● **Prompt**:
The full listing below is to be written out exactly.
=-=-=-=-=
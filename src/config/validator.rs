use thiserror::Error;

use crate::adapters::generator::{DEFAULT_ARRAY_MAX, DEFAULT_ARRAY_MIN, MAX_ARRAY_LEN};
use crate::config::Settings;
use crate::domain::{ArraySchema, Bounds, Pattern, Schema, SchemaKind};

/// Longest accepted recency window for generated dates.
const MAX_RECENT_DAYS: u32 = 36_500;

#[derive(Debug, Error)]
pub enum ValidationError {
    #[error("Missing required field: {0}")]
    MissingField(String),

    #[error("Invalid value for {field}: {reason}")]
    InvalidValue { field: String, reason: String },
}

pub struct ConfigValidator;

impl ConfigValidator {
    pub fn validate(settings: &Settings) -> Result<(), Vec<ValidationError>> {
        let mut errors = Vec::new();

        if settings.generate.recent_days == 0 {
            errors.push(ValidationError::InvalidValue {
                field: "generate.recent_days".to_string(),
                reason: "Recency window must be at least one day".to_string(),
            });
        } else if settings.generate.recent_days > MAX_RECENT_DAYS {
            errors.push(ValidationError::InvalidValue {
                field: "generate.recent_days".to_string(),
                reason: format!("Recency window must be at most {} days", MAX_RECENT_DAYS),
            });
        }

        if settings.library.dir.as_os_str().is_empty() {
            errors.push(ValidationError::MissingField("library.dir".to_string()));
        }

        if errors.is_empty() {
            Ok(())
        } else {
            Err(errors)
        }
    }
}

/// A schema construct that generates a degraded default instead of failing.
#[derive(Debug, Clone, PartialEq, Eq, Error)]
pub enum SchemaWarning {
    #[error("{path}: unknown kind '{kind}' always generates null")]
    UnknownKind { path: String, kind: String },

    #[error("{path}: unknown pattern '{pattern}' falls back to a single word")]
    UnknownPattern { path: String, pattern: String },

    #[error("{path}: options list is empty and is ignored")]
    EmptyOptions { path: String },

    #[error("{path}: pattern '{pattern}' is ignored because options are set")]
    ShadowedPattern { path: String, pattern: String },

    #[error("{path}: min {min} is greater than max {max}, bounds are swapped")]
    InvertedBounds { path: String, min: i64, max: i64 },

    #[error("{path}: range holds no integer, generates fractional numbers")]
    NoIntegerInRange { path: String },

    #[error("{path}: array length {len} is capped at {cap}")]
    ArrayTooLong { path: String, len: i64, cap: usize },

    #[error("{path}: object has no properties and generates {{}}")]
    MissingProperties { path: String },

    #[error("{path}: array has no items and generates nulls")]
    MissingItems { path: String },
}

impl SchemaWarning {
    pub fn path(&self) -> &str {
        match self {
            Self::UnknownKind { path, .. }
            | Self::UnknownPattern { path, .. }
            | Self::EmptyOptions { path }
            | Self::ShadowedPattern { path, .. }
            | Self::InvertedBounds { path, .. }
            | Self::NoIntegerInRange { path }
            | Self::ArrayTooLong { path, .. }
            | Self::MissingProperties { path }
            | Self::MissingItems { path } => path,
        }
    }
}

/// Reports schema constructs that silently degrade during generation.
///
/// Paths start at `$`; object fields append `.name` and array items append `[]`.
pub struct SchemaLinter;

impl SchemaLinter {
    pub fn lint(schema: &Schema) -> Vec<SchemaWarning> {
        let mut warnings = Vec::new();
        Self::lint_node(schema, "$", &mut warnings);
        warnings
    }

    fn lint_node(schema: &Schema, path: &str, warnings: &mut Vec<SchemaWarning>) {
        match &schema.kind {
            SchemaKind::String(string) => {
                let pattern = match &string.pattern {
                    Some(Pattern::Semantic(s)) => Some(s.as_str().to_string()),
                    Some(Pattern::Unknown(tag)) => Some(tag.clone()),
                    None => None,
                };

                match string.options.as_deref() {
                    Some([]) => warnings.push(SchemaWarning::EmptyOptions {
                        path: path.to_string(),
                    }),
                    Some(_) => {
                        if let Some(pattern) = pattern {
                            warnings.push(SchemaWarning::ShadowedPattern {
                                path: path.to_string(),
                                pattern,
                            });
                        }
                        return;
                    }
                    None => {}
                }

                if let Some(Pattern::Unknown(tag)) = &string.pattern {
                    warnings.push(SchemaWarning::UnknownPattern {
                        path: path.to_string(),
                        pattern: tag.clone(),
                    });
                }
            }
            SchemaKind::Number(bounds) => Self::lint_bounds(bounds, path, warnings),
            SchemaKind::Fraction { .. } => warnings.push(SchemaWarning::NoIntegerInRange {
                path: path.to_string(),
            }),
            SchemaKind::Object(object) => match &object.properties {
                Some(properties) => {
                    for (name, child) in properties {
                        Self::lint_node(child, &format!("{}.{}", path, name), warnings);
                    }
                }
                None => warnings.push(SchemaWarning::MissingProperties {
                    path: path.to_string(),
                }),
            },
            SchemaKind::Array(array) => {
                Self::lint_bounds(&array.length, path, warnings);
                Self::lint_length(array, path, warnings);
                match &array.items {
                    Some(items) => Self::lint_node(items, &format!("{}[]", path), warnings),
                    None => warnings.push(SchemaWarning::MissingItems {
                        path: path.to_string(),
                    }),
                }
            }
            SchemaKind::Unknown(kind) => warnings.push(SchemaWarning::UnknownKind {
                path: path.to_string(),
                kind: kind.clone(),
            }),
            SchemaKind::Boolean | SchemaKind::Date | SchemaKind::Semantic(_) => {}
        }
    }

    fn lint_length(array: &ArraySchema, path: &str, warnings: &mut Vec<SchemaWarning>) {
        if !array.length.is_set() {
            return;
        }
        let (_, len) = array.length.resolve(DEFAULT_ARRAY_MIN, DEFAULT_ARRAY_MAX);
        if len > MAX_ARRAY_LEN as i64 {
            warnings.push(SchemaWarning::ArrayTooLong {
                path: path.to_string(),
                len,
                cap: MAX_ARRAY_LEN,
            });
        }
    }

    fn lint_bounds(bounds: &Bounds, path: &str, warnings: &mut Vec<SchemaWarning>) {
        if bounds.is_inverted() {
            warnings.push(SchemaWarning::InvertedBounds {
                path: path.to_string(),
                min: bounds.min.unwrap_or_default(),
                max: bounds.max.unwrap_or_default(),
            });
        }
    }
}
=-=-=-=-=
● **Response for this exercise**:
filename src/config/validator.rs
use thiserror::Error;

use crate::adapters::generator::{DEFAULT_ARRAY_MAX, DEFAULT_ARRAY_MIN, MAX_ARRAY_LEN};
use crate::config::Settings;
use crate::domain::{ArraySchema, Bounds, Pattern, Schema, SchemaKind};

/// Longest accepted recency window for generated dates.
const MAX_RECENT_DAYS: u32 = 36_500;

#[derive(Debug, Error)]
pub enum ValidationError {
    #[error("Missing required field: {0}")]
    MissingField(String),

    #[error("Invalid value for {field}: {reason}")]
    InvalidValue { field: String, reason: String },
}

pub struct ConfigValidator;

impl ConfigValidator {
    pub fn validate(settings: &Settings) -> Result<(), Vec<ValidationError>> {
        let mut errors = Vec::new();

        if settings.generate.recent_days == 0 {
            errors.push(ValidationError::InvalidValue {
                field: "generate.recent_days".to_string(),
                reason: "Recency window must be at least one day".to_string(),
            });
        } else if settings.generate.recent_days > MAX_RECENT_DAYS {
            errors.push(ValidationError::InvalidValue {
                field: "generate.recent_days".to_string(),
                reason: format!("Recency window must be at most {} days", MAX_RECENT_DAYS),
            });
        }

        if settings.library.dir.as_os_str().is_empty() {
            errors.push(ValidationError::MissingField("library.dir".to_string()));
        }

        if errors.is_empty() {
            Ok(())
        } else {
            Err(errors)
        }
    }
}

/// A schema construct that generates a degraded default instead of failing.
#[derive(Debug, Clone, PartialEq, Eq, Error)]
pub enum SchemaWarning {
    #[error("{path}: unknown kind '{kind}' always generates null")]
    UnknownKind { path: String, kind: String },

    #[error("{path}: unknown pattern '{pattern}' falls back to a single word")]
    UnknownPattern { path: String, pattern: String },

    #[error("{path}: options list is empty and is ignored")]
    EmptyOptions { path: String },

    #[error("{path}: pattern '{pattern}' is ignored because options are set")]
    ShadowedPattern { path: String, pattern: String },

    #[error("{path}: min {min} is greater than max {max}, bounds are swapped")]
    InvertedBounds { path: String, min: i64, max: i64 },

    #[error("{path}: range holds no integer, generates fractional numbers")]
    NoIntegerInRange { path: String },

    #[error("{path}: array length {len} is capped at {cap}")]
    ArrayTooLong { path: String, len: i64, cap: usize },

    #[error("{path}: object has no properties and generates {{}}")]
    MissingProperties { path: String },

    #[error("{path}: array has no items and generates nulls")]
    MissingItems { path: String },
}

impl SchemaWarning {
    pub fn path(&self) -> &str {
        match self {
            Self::UnknownKind { path, .. }
            | Self::UnknownPattern { path, .. }
            | Self::EmptyOptions { path }
            | Self::ShadowedPattern { path, .. }
            | Self::InvertedBounds { path, .. }
            | Self::NoIntegerInRange { path }
            | Self::ArrayTooLong { path, .. }
            | Self::MissingProperties { path }
            | Self::MissingItems { path } => path,
        }
    }
}

/// Reports schema constructs that silently degrade during generation.
///
/// Paths start at `$`; object fields append `.name` and array items append `[]`.
pub struct SchemaLinter;

impl SchemaLinter {
    pub fn lint(schema: &Schema) -> Vec<SchemaWarning> {
        let mut warnings = Vec::new();
        Self::lint_node(schema, "$", &mut warnings);
        warnings
    }

    fn lint_node(schema: &Schema, path: &str, warnings: &mut Vec<SchemaWarning>) {
        match &schema.kind {
            SchemaKind::String(string) => {
                let pattern = match &string.pattern {
                    Some(Pattern::Semantic(s)) => Some(s.as_str().to_string()),
                    Some(Pattern::Unknown(tag)) => Some(tag.clone()),
                    None => None,
                };

                match string.options.as_deref() {
                    Some([]) => warnings.push(SchemaWarning::EmptyOptions {
                        path: path.to_string(),
                    }),
                    Some(_) => {
                        if let Some(pattern) = pattern {
                            warnings.push(SchemaWarning::ShadowedPattern {
                                path: path.to_string(),
                                pattern,
                            });
                        }
                        return;
                    }
                    None => {}
                }

                if let Some(Pattern::Unknown(tag)) = &string.pattern {
                    warnings.push(SchemaWarning::UnknownPattern {
                        path: path.to_string(),
                        pattern: tag.clone(),
                    });
                }
            }
            SchemaKind::Number(bounds) => Self::lint_bounds(bounds, path, warnings),
            SchemaKind::Fraction { .. } => warnings.push(SchemaWarning::NoIntegerInRange {
                path: path.to_string(),
            }),
            SchemaKind::Object(object) => match &object.properties {
                Some(properties) => {
                    for (name, child) in properties {
                        Self::lint_node(child, &format!("{}.{}", path, name), warnings);
                    }
                }
                None => warnings.push(SchemaWarning::MissingProperties {
                    path: path.to_string(),
                }),
            },
            SchemaKind::Array(array) => {
                Self::lint_bounds(&array.length, path, warnings);
                Self::lint_length(array, path, warnings);
                match &array.items {
                    Some(items) => Self::lint_node(items, &format!("{}[]", path), warnings),
                    None => warnings.push(SchemaWarning::MissingItems {
                        path: path.to_string(),
                    }),
                }
            }
            SchemaKind::Unknown(kind) => warnings.push(SchemaWarning::UnknownKind {
                path: path.to_string(),
                kind: kind.clone(),
            }),
            SchemaKind::Boolean | SchemaKind::Date | SchemaKind::Semantic(_) => {}
        }
    }

    fn lint_length(array: &ArraySchema, path: &str, warnings: &mut Vec<SchemaWarning>) {
        if !array.length.is_set() {
            return;
        }
        let (_, len) = array.length.resolve(DEFAULT_ARRAY_MIN, DEFAULT_ARRAY_MAX);
        if len > MAX_ARRAY_LEN as i64 {
            warnings.push(SchemaWarning::ArrayTooLong {
                path: path.to_string(),
                len,
                cap: MAX_ARRAY_LEN,
            });
        }
    }

    fn lint_bounds(bounds: &Bounds, path: &str, warnings: &mut Vec<SchemaWarning>) {
        if bounds.is_inverted() {
            warnings.push(SchemaWarning::InvertedBounds {
                path: path.to_string(),
                min: bounds.min.unwrap_or_default(),
                max: bounds.max.unwrap_or_default(),
            });
        }
    }
}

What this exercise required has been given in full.